Riehl also noted Cilasoft’s suite of security products, which is currently in its version 5 release, will be adding new features in a 5.1 release coming in June. The official announcement of this release will be made at the COMMON Annual Meeting and Exposition, which will be held May 1-4 in Minneapolis, Minnesota.

The Cilasoft suite consists of Database View Monitor for i, QJRN/400, and CONTROLER.

QJRN/400 uses the database and system journaling to provide an audit trail. It includes a query manager to allow specific selections and customizable reports processed in both real time or scheduled mode.

CONTROLER is the software that either allows or prevents users accessibility to data.
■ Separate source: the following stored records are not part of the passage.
//! Discrete Game of Life on a wrap-around grid.
//!
//! Stepped by direct 3x3 neighbor counting; at that kernel size the
//! frequency-domain convolution path buys nothing. Shares the parity
//! double-buffer scheme with the SmoothLife engine; a GPU rendition of
//! the same rule lives in [`crate::compute::gpu`].

use rand::thread_rng;

use super::matrix::RealMatrix;
use crate::schema::uniform_cells;

/// Conway's Game of Life with toroidal wrap-around.
pub struct GameOfLife {
    buffers: [RealMatrix; 2],
    generation: u64,
}

impl GameOfLife {
    /// Create a randomized automaton.
    pub fn new(height: usize, width: usize) -> Self {
        let mut life = Self {
            buffers: [
                RealMatrix::zeros(height, width),
                RealMatrix::zeros(height, width),
            ],
            generation: 0,
        };
        life.restart(true);
        life
    }

    /// Create an automaton from an explicit field of 0/1 cells.
    pub fn from_field(field: RealMatrix) -> Self {
        let (height, width) = field.shape();
        Self {
            buffers: [field, RealMatrix::zeros(height, width)],
            generation: 0,
        }
    }

    /// Monotonic generation counter; parity selects the current buffer.
    pub fn generation(&self) -> u64 {
        self.generation
    }

    /// Read-only snapshot of the current field.
    pub fn current_field(&self) -> &RealMatrix {
        &self.buffers[(self.generation % 2) as usize]
    }

    /// Reset the generation counter and reseed: `floor(n^0.8)` random live
    /// cells when `randomize`, all dead otherwise.
    pub fn restart(&mut self, randomize: bool) {
        self.generation = 0;
        let (height, width) = self.buffers[0].shape();
        self.buffers[0] = if randomize {
            uniform_cells(height, width, &mut thread_rng())
        } else {
            RealMatrix::zeros(height, width)
        };
    }

    /// Advance one generation with the B3/S23 rule.
    pub fn step(&mut self) {
        let cur_idx = (self.generation % 2) as usize;
        let (height, width) = self.buffers[cur_idx].shape();

        let mut next = RealMatrix::zeros(height, width);
        {
            let current = &self.buffers[cur_idx];
            for r in 0..height {
                for c in 0..width {
                    let mut neighbors = 0u8;
                    for dr in [height - 1, 0, 1] {
                        for dc in [width - 1, 0, 1] {
                            if dr == 0 && dc == 0 {
                                continue;
                            }
                            let nr = (r + dr) % height;
                            let nc = (c + dc) % width;
                            if current[(nr, nc)] > 0.5 {
                                neighbors += 1;
                            }
                        }
                    }
                    let alive = current[(r, c)] > 0.5;
                    next[(r, c)] = match (alive, neighbors) {
                        (true, 2) | (true, 3) | (false, 3) => 1.0,
                        _ => 0.0,
                    };
                }
            }
        }

        self.buffers[1 - cur_idx] = next;
        self.generation += 1;
    }
}
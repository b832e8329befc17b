//! Configuration types for the simulation parameters.

use serde::{Deserialize, Serialize};

/// Simulation parameters, supplied once at construction and immutable
/// afterward.
#[derive(Debug, Clone, Serialize, Deserialize)]
pub struct SimulationConfig {
    /// Grid height in cells. Must be a power of two.
    pub height: usize,
    /// Grid width in cells. Must be a power of two.
    pub width: usize,
    /// Neighborhood density interval `(low, high)` in which a dead cell
    /// is born. Also known as `(b1, b2)`.
    pub birth_interval: (f32, f32),
    /// Neighborhood density interval `(low, high)` in which a live cell
    /// dies. Also known as `(d1, d2)`.
    pub death_interval: (f32, f32),
    /// Radius of the effective-cell disc kernel.
    pub inner_radius: f32,
    /// Outer radius of the neighborhood annulus kernel.
    pub outer_radius: f32,
    /// Fraction of each transition blended into the field per step.
    pub dt: f32,
}

impl Default for SimulationConfig {
    fn default() -> Self {
        Self {
            height: 64,
            width: 64,
            birth_interval: (0.254, 0.312),
            death_interval: (0.340, 0.518),
            inner_radius: 4.0,
            outer_radius: 12.0,
            dt: 0.1,
        }
    }
}

impl SimulationConfig {
    /// Total cell count.
    #[inline]
    pub fn grid_size(&self) -> usize {
        self.width * self.height
    }

    /// Validate configuration parameters.
    ///
    /// Checked once here so steady-state stepping never revisits these
    /// preconditions.
    pub fn validate(&self) -> Result<(), ConfigError> {
        if self.height == 0
            || self.width == 0
            || !self.height.is_power_of_two()
            || !self.width.is_power_of_two()
        {
            return Err(ConfigError::InvalidDimensions {
                height: self.height,
                width: self.width,
            });
        }
        if self.dt <= 0.0 || !self.dt.is_finite() {
            return Err(ConfigError::InvalidTimeStep);
        }
        if !(self.inner_radius > 0.0 && self.outer_radius > self.inner_radius) {
            return Err(ConfigError::InvalidRadii {
                inner: self.inner_radius,
                outer: self.outer_radius,
            });
        }
        for &(name, (low, high)) in &[
            ("birth", self.birth_interval),
            ("death", self.death_interval),
        ] {
            if !(low < high && low.is_finite() && high.is_finite()) {
                return Err(ConfigError::InvalidInterval { which: name });
            }
        }
        Ok(())
    }
}

/// Configuration validation errors.
#[derive(Debug, thiserror::Error)]
pub enum ConfigError {
    #[error("grid dimensions {height}x{width} must be non-zero powers of two")]
    InvalidDimensions { height: usize, width: usize },
    #[error("time step must be positive and finite")]
    InvalidTimeStep,
    #[error("kernel radii must satisfy 0 < inner ({inner}) < outer ({outer})")]
    InvalidRadii { inner: f32, outer: f32 },
    #[error("{which} interval must satisfy low < high")]
    InvalidInterval { which: &'static str },
}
Database View Monitor identifies when files are accessed regardless of whether a change was made or not. It provides record-level information that identifies the user, what workstation was being used, what program was used to access the record, and the date and time the access occurred.

Each product is licensed separately, but is designed to work as an integrated environment. Pricing is tier-based and begins at approximately $7,000 for use on a P05 box.

Among the enhancements that will be added in the 5.1 release are the support for the SQL Field Procedure exit point that was added in IBM i 7.1 and the SMTP exit point for companies using IBM i to send and receive e-mail. Riehl also noted the capability to report on abnormal queries–long-running queries or other SQL problems–will be on the new feature list.

“Everyone is plagued by a user that starts off a nasty ODBC statement that joins 10 files together and runs forever, hogs up a ton of CPU and system resources while running a meaningless query,” he said. “The new Cilasoft CONTROLER will allow queries to be controlled by a rules set that limits the impact on the operating system.

“There are already alerts that are generated when query anomalies occur,” Riehl continues, “but this allows users to specify events and get reports at a specified time of day that will list query anomalies. Most people don’t want an alert every time a query goes awry. You want to know about high impact queries–those that are going to check millions of records if not controlled.”

The capability to set up users with interface screens in one language (Spanish, for instance) while reports are generated in another language (English for instance) will also be added in 5.1.

Also on the horizon is the integration of Cilasoft products with ERP modules from Lawson Software (available June 1), Oracle‘s JD Edwards (available in the third quarter 2011), and banking applications from SAP and Olympic Banking System.